1. I think this paper “probabilistic logic learning” introduces approaches about how
can we combine logic, probability and learning. More precisely, this is overview
of the approaches combining knowledge representation framework such as first
order logic, inference method such as in Bayesian network or Hidden Markov
model, and machine learning.
In the past few years, there have been some attempts to solve the problem of
probabilistic logic learning. Author says this state-of-art.
First, they split the type of logical view into a model theory and proof theory. In
a model theoretic view, a logic program restricts the set of possible worlds, it is
so-called interpretation. And in a proof theoretic view, a logic program can be
used to prove the goal is logically entailed by the program, it is so-called
resolution.
Second, formalism about defining probabilities on each logical view is
introduced. There are Bayesian network which can describe the conditional
probability distribution. Another is stochastic context free grammar which can
define probability on derivation.
Third, approaches that combine probabilistic reasoning and logical
representation. There are some approaches about upgrading Bayesian network
for model theoretic view. But this has problems about Bayesian network’s
virtual. The first is guaranteeing acyclic requirement. This causes high
computational cost. And the second is arbitrarily random variable problem which
is so complicated. This is solved by introducing combination rule and aggregate
function. Peter Haddawy’s approach is first, and later he with Ngo use
combination rule to solve the second problem (Probabilistic-logic program). And
Bayesian logic programs which have a minimal set of primitives. And last are
probabilistic relational models. This use the database’s entity relational model
this is efficient to learn and solve acyclic requirement problem.
and PRIMSs and stochastic logic program is introduced for proof. SLPs are a
upgrading the stochastic context free grammar. There is a problem about
missing values so normalization is needed. But in PRISMs, labeling to facts will
solve this problem. Differences this approaches from before are stress more on
probabilistic than logical inference.
Above two is expressive but not efficient. So, intermediate representations will
be used. Markov model is a finite state automaton. There are relational Markov
models which don’t allow variables and unification. And Logical Hidden Markov
models which do allow. Hidden tree Markov models can define over spaces of
2. trees and graph.
Learning probabilistic logics is the process which one adapts probabilistic model
we describe above chapter on the basis of data. The distinction between
Learning from interpretation and learning from entailment is useful in inductive
logic programming perspective.
There are two tasks for learning, parameter estimation problem and structure
learning. Using the likelihood of the data, one can estimate the parameters.

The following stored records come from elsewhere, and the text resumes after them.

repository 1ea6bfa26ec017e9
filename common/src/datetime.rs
//! Date and time utilities.

use std::{cmp::Ordering, marker::PhantomData, ops, time::Duration};

use derive_more::Debug;

/// Untyped date and time.
pub type DateTime = DateTimeOf;

/// UTC date and time.
#[derive(Debug)]
pub struct DateTimeOf<Of: ?Sized = ()> {
    /// Inner representation of the date and time.
    inner: time::OffsetDateTime,

    /// Type parameter describing the kind of date and time.
    #[debug(skip)]
    _of: PhantomData<Of>,
}

impl<Of: ?Sized> DateTimeOf<Of> {
    /// A [`DateTime`] representing the Unix epoch.
    pub const UNIX_EPOCH: Self = Self {
        inner: time::OffsetDateTime::UNIX_EPOCH,
        _of: PhantomData,
    };

    /// Creates a new [`DateTime`] representing the current date and time.
    #[must_use]
    pub fn now() -> Self {
        Self {
            inner: time::OffsetDateTime::now_utc(),
            _of: PhantomData,
        }
    }

    /// Creates a new [`DateTime`] from the provided [`UNIX_EPOCH`] timestamp.
    ///
    /// [`None`] is returned if the timestamp is invalid.
    ///
    /// [`UNIX_EPOCH`]: Self::UNIX_EPOCH
    #[must_use]
    pub fn from_unix_timestamp(timestamp: i64) -> Option<Self> {
        Some(Self {
            inner: time::OffsetDateTime::from_unix_timestamp(timestamp).ok()?,
            _of: PhantomData,
        })
    }

    /// Returns the [`UNIX_EPOCH`] timestamp of this [`DateTime`].
    ///
    /// [`UNIX_EPOCH`]: Self::UNIX_EPOCH
    #[must_use]
    pub fn unix_timestamp(&self) -> i64 {
        self.inner.unix_timestamp()
    }

    /// Coerces one kind of [`DateTime`] into another.
    #[must_use]
    pub fn coerce<NewOf: ?Sized>(self) -> DateTimeOf<NewOf> {
        DateTimeOf {
            inner: self.inner,
            _of: PhantomData,
        }
    }
}

impl<Of: ?Sized> Copy for DateTimeOf<Of> {}
impl<Of: ?Sized> Clone for DateTimeOf<Of> {
    fn clone(&self) -> Self {
        *self
    }
}

impl<Of: ?Sized> Eq for DateTimeOf<Of> {}
impl<Of: ?Sized> PartialEq for DateTimeOf<Of> {
    fn eq(&self, other: &Self) -> bool {
        self.inner == other.inner
    }
}

impl<Of: ?Sized> Ord for DateTimeOf<Of> {
    fn cmp(&self, other: &Self) -> Ordering {
        self.inner.cmp(&other.inner)
    }
}
impl<Of: ?Sized> PartialOrd for DateTimeOf<Of> {
    fn partial_cmp(&self, other: &Self) -> Option<Ordering> {
        Some(self.cmp(other))
    }
}

impl<Of: ?Sized> ops::Add<Duration> for DateTimeOf<Of> {
    type Output = Self;

    fn add(self, rhs: Duration) -> Self::Output {
        Self {
            inner: self.inner + rhs,
            _of: PhantomData,
        }
    }
}

impl<Of: ?Sized> ops::Sub<Duration> for DateTimeOf<Of> {
    type Output = Self;

    fn sub(self, rhs: Duration) -> Self::Output {
        Self {
            inner: self.inner - rhs,
            _of: PhantomData,
        }
    }
}

#[cfg(feature = "serde")]
pub mod serde {
    //! Module providing integration with [`serde`] crate.

    use super::DateTimeOf;

    pub mod unix_timestamp {
        //! Module providing serialization and deserialization of [`DateTimeOf`]
        //! as a Unix timestamp.

        use serde::{de::Error, Deserialize, Deserializer, Serializer};

        use super::DateTimeOf;

        /// Serializes the [`DateTimeOf`] as a Unix timestamp.
        ///
        /// # Errors
        ///
        /// Returns an error if the timestamp is invalid.
        pub fn serialize<Of, S>(
            dt: &DateTimeOf<Of>,
            serializer: S,
        ) -> Result<S::Ok, S::Error>
        where
            S: Serializer,
            Of: ?Sized,
        {
            serializer.serialize_i64(dt.unix_timestamp())
        }

        /// Deserializes the Unix timestamp into a [`DateTimeOf`].
        ///
        /// # Errors
        ///
        /// Returns an error if the timestamp is invalid.
        pub fn deserialize<'de, D, Of>(
            deserializer: D,
        ) -> Result<DateTimeOf<Of>, D::Error>
        where
            D: Deserializer<'de>,
            Of: ?Sized,
        {
            DateTimeOf::from_unix_timestamp(i64::deserialize(deserializer)?)
                .ok_or_else(|| Error::custom("invalid timestamp"))
        }
    }
}
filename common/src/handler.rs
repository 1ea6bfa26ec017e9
//! [`Handler`] abstractions.

use std::future::Future;

/// Executable handler.
pub trait Handler<Args = ()> {
    /// Type of successful [`Handler`] result.
    type Ok;

    /// Type of this [`Handler`] error.
    type Err;

    /// Executes this [`Handler`] with the provided arguments.
    fn execute(
        &self,
        args: Args,
    ) -> impl Future<Output = Result<Self::Ok, Self::Err>>;
}
//! Login view.

use secrecy::SecretBox;
use service::{
    access::Decision, command::CreateSession, domain::user, Command as _,
};

use crate::{view::dashboard, Context};

/// Opens the login view: prompts for `User` credentials and, on success,
/// renders the dashboard.
///
/// A rejection is always rendered as the same generic message, regardless of
/// whether the username or the password was wrong.
///
/// # Errors
///
/// Errors if the terminal cannot be read from or written to.
pub async fn open(ctx: &Context) -> Result<(), ()> {
    let username = super::prompt("Username: ").map_err(|e| {
        tracing::error!("failed to read input: {e}");
    })?;
    let password = super::prompt("Password: ").map_err(|e| {
        tracing::error!("failed to read input: {e}");
    })?;

    let (Ok(username), Ok(password)) = (
        username.parse::<user::Username>(),
        password.parse::<user::Password>(),
    ) else {
        println!("Invalid credentials");
        return Ok(());
    };

    match ctx
        .service()
        .execute(CreateSession::ByCredentials {
            username,
            password: SecretBox::new(Box::new(password)),
        })
        .await
    {
        Ok(identity) => {
            println!("Signed in as {} ({})", identity.username, identity.role);

            match ctx.service().authorize(dashboard::REQUIRED_ROLES) {
                Decision::Allow => dashboard::render(ctx).await,
                Decision::RedirectToLogin => Ok(()),
            }
        }
        Err(e) => {
            if e.as_ref().is_rejection() {
                println!("Invalid credentials");
            } else {
                println!("Failed to sign in");
            }
            tracing::warn!("sign in failed: {e}");

            Ok(())
        }
    }
}
//! [`Http`]-backed [`Gateway`] implementation.

use std::time::Duration;

use common::operations::{By, Delete, Insert, Perform, Select, Update};
use derive_more::{Display, Error as StdError, From};
use secrecy::ExposeSecret as _;
use serde::{Deserialize, Serialize};
use tracerr::Traced;

use crate::{
    domain::user::{self, session},
    infra::{
        gateway::{self, Authorized, Credentials},
        Gateway,
    },
    read,
};

/// [`Http`] [`Gateway`] configuration.
#[derive(Clone, Debug)]
pub struct Config {
    /// Base URL of the remote API.
    pub base_url: String,

    /// Timeout applied to every request.
    ///
    /// An expired timeout during the credentials exchange is a login
    /// failure like any other.
    pub timeout: Duration,
}

/// [`Gateway`] talking to the remote services over HTTP.
#[derive(Clone, Debug)]
pub struct Http {
    /// Underlying HTTP client.
    client: reqwest::Client,

    /// Base URL of the remote API, without a trailing slash.
    base_url: String,
}

impl Http {
    /// Creates a new [`Http`] [`Gateway`] with the provided parameters.
    ///
    /// # Errors
    ///
    /// Errors if the underlying HTTP client cannot be initialized.
    pub fn new(config: &Config) -> Result<Self, Traced<gateway::Error>> {
        let client = reqwest::Client::builder()
            .timeout(config.timeout)
            .build()
            .map_err(Error::Transport)
            .map_err(tracerr::from_and_wrap!(=> gateway::Error))?;

        Ok(Self {
            client,
            base_url: config.base_url.trim_end_matches('/').to_owned(),
        })
    }

    /// Checks the status of the provided `response`, mapping authentication
    /// rejections and unexpected statuses to their [`Error`]s.
    fn acknowledged(
        response: reqwest::Response,
    ) -> Result<reqwest::Response, Error> {
        let status = response.status();
        if status == reqwest::StatusCode::UNAUTHORIZED
            || status == reqwest::StatusCode::FORBIDDEN
        {
            Err(Error::Unauthorized(status))
        } else if !status.is_success() {
            Err(Error::UnexpectedStatus(status))
        } else {
            Ok(response)
        }
    }
}

/// Body of a successful credentials exchange.
#[derive(Debug, Deserialize)]
struct SignedIn {
    /// Issued session token.
    access: String,
}

impl Gateway<Perform<Credentials>> for Http {
    type Ok = session::Token;
    type Err = Traced<gateway::Error>;

    async fn execute(
        &self,
        Perform(credentials): Perform<Credentials>,
    ) -> Result<Self::Ok, Self::Err> {
        /// Body of the credentials exchange request.
        #[derive(Serialize)]
        struct SignIn<'c> {
            /// Username to authenticate as.
            username: &'c user::Username,

            /// Password to authenticate with.
            password: &'c str,
        }

        let Credentials { username, password } = credentials;

        let response = self
            .client
            .post(format!("{}/login/", self.base_url))
            .json(&SignIn {
                username: &username,
                password: password.expose_secret().as_ref(),
            })
            .send()
            .await
            .map_err(Error::Transport)
            .map_err(tracerr::from_and_wrap!(=> gateway::Error))?;

        // Any non-2xx outcome and any malformed body are reported
        // uniformly, so the caller cannot distinguish an unknown `User`
        // from a wrong password.
        if !response.status().is_success() {
            return Err(tracerr::new!(gateway::Error::from(
                Error::CredentialsRejected,
            )));
        }
        let SignedIn { access } =
            response.json().await.map_err(|_| {
                tracerr::new!(gateway::Error::from(Error::CredentialsRejected))
            })?;

        // SAFETY: The issuing service only ever responds with a valid
        //         token in the `access` field.
        #[expect(unsafe_code, reason = "invariants are preserved")]
        Ok(unsafe { session::Token::new_unchecked(access) })
    }
}

impl<'t> Gateway<Select<By<read::user::Profile, &'t session::Token>>>
    for Http
{
    type Ok = read::user::Profile;
    type Err = Traced<gateway::Error>;

    async fn execute(
        &self,
        Select(by): Select<By<read::user::Profile, &'t session::Token>>,
    ) -> Result<Self::Ok, Self::Err> {
        let response = self
            .client
            .get(format!("{}/profile/", self.base_url))
            .bearer_auth(by.into_inner())
            .send()
            .await
            .map_err(Error::Transport)
            .and_then(Self::acknowledged)
            .map_err(tracerr::from_and_wrap!(=> gateway::Error))?;

        response
            .json()
            .await
            .map_err(Error::Transport)
            .map_err(tracerr::from_and_wrap!(=> gateway::Error))
    }
}

impl<'t> Gateway<Select<By<Vec<read::user::Record>, &'t session::Token>>>
    for Http
{
    type Ok = Vec<read::user::Record>;
    type Err = Traced<gateway::Error>;

    async fn execute(
        &self,
        Select(by): Select<By<Vec<read::user::Record>, &'t session::Token>>,
    ) -> Result<Self::Ok, Self::Err> {
        let response = self
            .client
            .get(format!("{}/users/", self.base_url))
            .bearer_auth(by.into_inner())
            .send()
            .await
            .map_err(Error::Transport)
            .and_then(Self::acknowledged)
            .map_err(tracerr::from_and_wrap!(=> gateway::Error))?;

        response
            .json()
            .await
            .map_err(Error::Transport)
            .map_err(tracerr::from_and_wrap!(=> gateway::Error))
    }
}

impl<'t> Gateway<Insert<Authorized<'t, user::NewUser>>> for Http {
    type Ok = read::user::Record;
    type Err = Traced<gateway::Error>;

    async fn execute(
        &self,
        Insert(op): Insert<Authorized<'t, user::NewUser>>,
    ) -> Result<Self::Ok, Self::Err> {
        /// Body of the `User` registration request.
        #[derive(Serialize)]
        struct Register<'u> {
            /// Username of the new `User`.
            username: &'u user::Username,

            /// Password of the new `User`.
            password: &'u str,

            /// Role of the new `User`.
            role: user::Role,
        }

        let Authorized { token, payload } = op;

        let response = self
            .client
            .post(format!("{}/users/create/", self.base_url))
            .bearer_auth(token)
            .json(&Register {
                username: &payload.username,
                password: payload.password.expose_secret().as_ref(),
                role: payload.role,
            })
            .send()
            .await
            .map_err(Error::Transport)
            .and_then(Self::acknowledged)
            .map_err(tracerr::from_and_wrap!(=> gateway::Error))?;

        response
            .json()
            .await
            .map_err(Error::Transport)
            .map_err(tracerr::from_and_wrap!(=> gateway::Error))
    }
}

impl<'t> Gateway<Update<Authorized<'t, user::UserPatch>>> for Http {
    type Ok = ();
    type Err = Traced<gateway::Error>;

    async fn execute(
        &self,
        Update(op): Update<Authorized<'t, user::UserPatch>>,
    ) -> Result<Self::Ok, Self::Err> {
        /// Body of the `User` update request.
        #[derive(Serialize)]
        struct Patch<'u> {
            /// New username of the `User`.
            username: &'u user::Username,

            /// New role of the `User`.
            role: user::Role,
        }

        let Authorized { token, payload } = op;

        self.client
            .put(format!("{}/users/{}/", self.base_url, payload.id))
            .bearer_auth(token)
            .json(&Patch {
                username: &payload.username,
                role: payload.role,
            })
            .send()
            .await
            .map_err(Error::Transport)
            .and_then(Self::acknowledged)
            .map(drop)
            .map_err(tracerr::from_and_wrap!(=> gateway::Error))
    }
}

impl<'t> Gateway<Delete<Authorized<'t, user::Id>>> for Http {
    type Ok = ();
    type Err = Traced<gateway::Error>;

    async fn execute(
        &self,
        Delete(op): Delete<Authorized<'t, user::Id>>,
    ) -> Result<Self::Ok, Self::Err> {
        let Authorized { token, payload: id } = op;

        self.client
            .delete(format!("{}/users/{id}/delete/", self.base_url))
            .bearer_auth(token)
            .send()
            .await
            .map_err(Error::Transport)
            .and_then(Self::acknowledged)
            .map(drop)
            .map_err(tracerr::from_and_wrap!(=> gateway::Error))
    }
}

/// [`Http`] [`Gateway`] error.
#[derive(Debug, Display, From, StdError)]
pub enum Error {
    /// Presented credentials were rejected, or the exchange response was
    /// not understood.
    #[display("Credentials rejected by the authentication service")]
    #[from(ignore)]
    CredentialsRejected,

    /// Remote service rejected the presented session token.
    #[display("Remote service rejected the session token: {_0}")]
    #[from(ignore)]
    Unauthorized(#[error(not(source))] reqwest::StatusCode),

    /// Remote service responded with an unexpected status.
    #[display("Unexpected response status: {_0}")]
    #[from(ignore)]
    UnexpectedStatus(#[error(not(source))] reqwest::StatusCode),

    /// Underlying HTTP transport failure, timeouts included.
    #[display("HTTP request failed: {_0}")]
    Transport(reqwest::Error),
}

impl Error {
    /// Indicates whether this [`Error`] is a rejection of the presented
    /// credentials or session token.
    #[must_use]
    pub fn is_rejection(&self) -> bool {
        match self {
            Self::CredentialsRejected | Self::Unauthorized(_) => true,
            Self::UnexpectedStatus(_) | Self::Transport(_) => false,
        }
    }
}
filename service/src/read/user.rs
//! `User` read models, as returned by the remote service.

use serde::Deserialize;

use crate::domain::user;

/// Profile of the currently authenticated `User`.
#[derive(Clone, Debug, Deserialize)]
pub struct Profile {
    /// [`user::Username`] of the `User`.
    pub username: user::Username,

    /// [`user::Role`] of the `User`.
    pub role: user::Role,

    /// Email address of the `User`, if any.
    #[serde(default)]
    pub email: Option<String>,
}

/// Row of a `User`s listing.
#[derive(Clone, Debug, Deserialize)]
pub struct Record {
    /// ID of the `User`.
    pub id: user::Id,

    /// [`user::Username`] of the `User`.
    pub username: user::Username,

    /// [`user::Role`] of the `User`.
    pub role: user::Role,
}
//! [`Context`]-related definitions.

use crate::Service;

/// Application context handed to the views.
///
/// Views receive everything they act upon through this [`Context`]: there is
/// no ambient session state besides the one the [`Service`] owns.
#[derive(Clone, Debug)]
pub struct Context {
    /// [`Service`] instance.
    service: Service,
}

impl Context {
    /// Creates a new [`Context`] over the provided [`Service`].
    #[must_use]
    pub fn new(service: Service) -> Self {
        Self { service }
    }

    /// Returns [`Service`] instance of this [`Context`].
    #[must_use]
    pub fn service(&self) -> &Service {
        &self.service
    }
}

There are EM-algorithm which is famous for using iteration and converge. In
the parameter estimation, there is Bayesian network parameter estimation
method which is discussed in Heckerman’s tutorial. And Cussen introduce the
failure-adjusted maximization which fixing the logical part but learn the
parameters.
The structure learning, in satisfying the cover criterion and scoring function, is
find the optimal hypothesis. This is considered as applying refinement operators
on the program. This can add or delete some structures.
In Bayesian network, a proposition is that. In Probabilistic relational model
aggregate literals can be added or deleted. In Bayesian logic programs, similar
to ILP, but has problem about Bayesian network’s violation. And in stochastic
logic program, regular clauses can be applied by the operator. there are
variables, Muggleton’s two-phase approaches and integrating both phase for
single predicate learning. And the last is logical and relational Markov models
which is about transitions between the abstract states.
I think this paper is about integrated various concepts and comparisons in many
approaches. And some materials in this course are somewhat a part of this
integrated concept “Probabilistic Logic Learning”. So, there is explanation about
relationships between works in this paper, For example, probabilistic relational
models (PRMs) is explained in first order probabilistic logics chapter. PRMs use
entity relationship model instead of definite clause logic. This allows multiple
attributes in information storing and dependency at attribute level.
Inductive logic programming which is implemented application CIGOL, Golem
or Progol. I think Probabilistic logic learning is extended version of inductive
logic programming with probabilistic method. The important approaches are
learning Bayesian network, stochastic logic programs and Markov models.
These all involve probabilistic structure in interpretation, proof and trace. So, in
using this structure in ILP way, they can learn examples more close to real
world.
3. This paper is well written and has explicit assumptions about the boundaries of
this introductory survey. And I think this research field is important because this
is question about how can we solve the difficulties about real world learning (or
data mining) which concerns so complicated data.
But there are some portions that need more detail explanation which I don’t
understand thoroughly, The stochastic logic program and PRISMs part. I still
don’t get the way how the value 0.624 comes from. And I feel somewhat
inconvenience to reference many reference materials.